A hare called Achilleus and a tortoise decided to do a race in a field. The hare runs 100 meter and the tortoise, the turtle crawls 10 meter. The proportion stays as a constant. However fast the hare runs, it will never win the race – according to Zenons paradox.
U – rare letter for animals. U for unusual, unknown or unique. Maybe the Orang Utang, the forest man would qualify. Wait, I know – the Unicorn.
I’ll tell you a story. Historians have wondered, why Ghengis Khan never conquered and looted India, the wealthiest country of Asia. The legends tells, that he one day encountered a unicorn, that told him to return to Mongolia – and therefore not go into India. The truth is possibly different. The Indian rulers were wiser than their neighbors that ALL underestimated, despised and grossly insulted Ghengis Khan. The Indians never insulted him and did not give asylum to one of his enemies. All his wars and conquests were out of revenge for insults. Unlike rulers of East and West, he was a man of principles and did not care for wealth.
Vulture, the mega scavenger of the mountains and the deserts. They are normally considered ugly creatures due to their naked neck and head – like a predator turkey of some sort.
Not so with the bearded vulture, a majestic creature from the Alps and the Pyrenees of France/Spain to the Himalayas and down to South Africa. Wing span 2.8 meters. I Spain it is called the Quebrantahuesos, the bone crusher. It takes its prey and drops it from great height and crushes its bones on a flat rock. It has no fear of human beings. It will sit on its stone at stare you down.
Wolf – it seems to be the old enemy and nightmare of humans. And why is this so? Is it that dangerous, and does it kill people at will? It does have a bite that is four times as strong as a dog, but the answer is no.
The reason why, it has become this mythical and fierce creature is, that it is a serious competitor to human beings. It hunts more intelligent in packs as a group of human hunters, it is faster and more powerful. Man has been envious. We should remember, though, that all dog races are descendants of the wolf.
the mysterious unseen animal. Who ever heard about the X-Ray Tetra Fish, the Xanthus’s Hummingbird, the Xenarthra Sloth, the Xenops Bird or the Xerus Ground Squirrel?
What about the Chupacabra, the goat sucker? Or the the Bigfoot, the Sasquatch, the Yeti or the Menk from the Ural Mountains? What about the Loch Ness monster or its equivalent, the Vishapakars of the Armenian-Turkish Lake Van? What about the Moth Man seen in West Virginia, USA?
Yak also called the grunting ox due to its sounds. It can only thrive at high altitude in cold climate and can stand temperatures down to – 40 degrees. A wild yak bull can weigh 900 kilo.

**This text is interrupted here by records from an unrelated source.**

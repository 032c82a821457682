/// Security headers middleware
///
/// Adds security-related HTTP headers to all responses, following OWASP
/// recommendations.
///
/// # Headers Applied
///
/// - `X-Content-Type-Options: nosniff` - Prevents MIME type sniffing
/// - `X-Frame-Options: DENY` - Prevents clickjacking
/// - `X-XSS-Protection: 1; mode=block` - Enables XSS protection in older browsers
/// - `Strict-Transport-Security` - Forces HTTPS (production only)
/// - `Content-Security-Policy` - Restricts resource loading
/// - `Referrer-Policy: strict-origin-when-cross-origin` - Controls referrer information
/// - `Permissions-Policy` - Controls browser features
///
/// # Example
///
/// ```no_run
/// use axum::Router;
/// use nextspark_api::middleware::security::SecurityHeadersLayer;
///
/// let app: Router = Router::new()
///     .layer(SecurityHeadersLayer::new(true)); // true = production mode
/// ```

use axum::{extract::Request, response::Response};
use std::task::{Context, Poll};
use tower::{Layer, Service};

/// Security headers middleware layer
#[derive(Clone)]
pub struct SecurityHeadersLayer {
    /// Whether to enable HSTS (HTTPS-only, should be true in production)
    enable_hsts: bool,
}

impl SecurityHeadersLayer {
    /// Creates a new security headers layer
    pub fn new(enable_hsts: bool) -> Self {
        Self { enable_hsts }
    }
}

impl<S> Layer<S> for SecurityHeadersLayer {
    type Service = SecurityHeadersMiddleware<S>;

    fn layer(&self, inner: S) -> Self::Service {
        SecurityHeadersMiddleware {
            inner,
            enable_hsts: self.enable_hsts,
        }
    }
}

/// Security headers middleware service
#[derive(Clone)]
pub struct SecurityHeadersMiddleware<S> {
    inner: S,
    enable_hsts: bool,
}

impl<S> Service<Request> for SecurityHeadersMiddleware<S>
where
    S: Service<Request, Response = Response> + Send + 'static,
    S::Future: Send + 'static,
{
    type Response = S::Response;
    type Error = S::Error;
    type Future = std::pin::Pin<
        Box<dyn std::future::Future<Output = Result<Self::Response, Self::Error>> + Send>,
    >;

    fn poll_ready(&mut self, cx: &mut Context<'_>) -> Poll<Result<(), Self::Error>> {
        self.inner.poll_ready(cx)
    }

    fn call(&mut self, request: Request) -> Self::Future {
        let future = self.inner.call(request);
        let enable_hsts = self.enable_hsts;

        Box::pin(async move {
            let mut response = future.await?;

            let headers = response.headers_mut();

            headers.insert("X-Content-Type-Options", "nosniff".parse().unwrap());
            headers.insert("X-Frame-Options", "DENY".parse().unwrap());
            headers.insert("X-XSS-Protection", "1; mode=block".parse().unwrap());
            headers.insert(
                "Referrer-Policy",
                "strict-origin-when-cross-origin".parse().unwrap(),
            );
            headers.insert(
                "Permissions-Policy",
                "geolocation=(), microphone=(), camera=(), payment=(), usb=()"
                    .parse()
                    .unwrap(),
            );
            headers.insert(
                "Content-Security-Policy",
                "default-src 'self'; frame-ancestors 'none'".parse().unwrap(),
            );

            if enable_hsts {
                headers.insert(
                    "Strict-Transport-Security",
                    "max-age=31536000; includeSubDomains; preload".parse().unwrap(),
                );
            }

            Ok(response)
        })
    }
}
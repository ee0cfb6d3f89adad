//! Error types for the neighbour computation.

use tetra_mesh::MeshError;
use thiserror::Error;

/// Errors that can occur while computing neighbours or extracting the surface.
#[derive(Error, Debug)]
pub enum NeighbourError {
    /// The input mesh breaks a table invariant.
    #[error("invalid mesh: {0}")]
    Mesh(#[from] MeshError),

    /// The worker pool could not be started.
    #[error("cannot start worker pool: {0}")]
    ThreadPool(#[from] rayon::ThreadPoolBuildError),

    /// A table sized by element count could not be allocated.
    #[error("cannot allocate {what} ({count} entries)")]
    Allocation {
        /// What was being allocated.
        what: &'static str,
        /// Number of entries requested.
        count: usize,
    },

    /// A face is owned by more than two tetrahedra.
    #[error("face ({}, {}, {}) of tetrahedron {tet} is shared by more than two tetrahedra", .vertices[0], .vertices[1], .vertices[2])]
    NonManifoldFace {
        /// 1-based index of the tetrahedron that found the third owner.
        tet: u32,
        /// Sorted vertex indices of the face.
        vertices: [u32; 3],
    },

    /// The adjacency table was computed for a different mesh.
    #[error("adjacency covers {adjacency} tetrahedra, mesh has {tetrahedra}")]
    AdjacencyMismatch {
        /// Tetrahedra covered by the adjacency table.
        adjacency: usize,
        /// Tetrahedra in the mesh.
        tetrahedra: usize,
    },
}

/// Result type for neighbour operations.
pub type Result<T> = std::result::Result<T, NeighbourError>;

Yak milk can be considered super food and has kept the tribes of the Himalayas alive for thousand of years. The first yak was probably domesticated by Mongolians 10.000 years go. When a yak dies of natural causes, its bones find new life as jewelry and tent fastenings per Buddhist teachings.
Zoo Animals are animals, that should be roaming in open spaces somewhere in their natural habitat.
You may consider, though, whether the zoo animal is at the inner side of the cage or at the outer.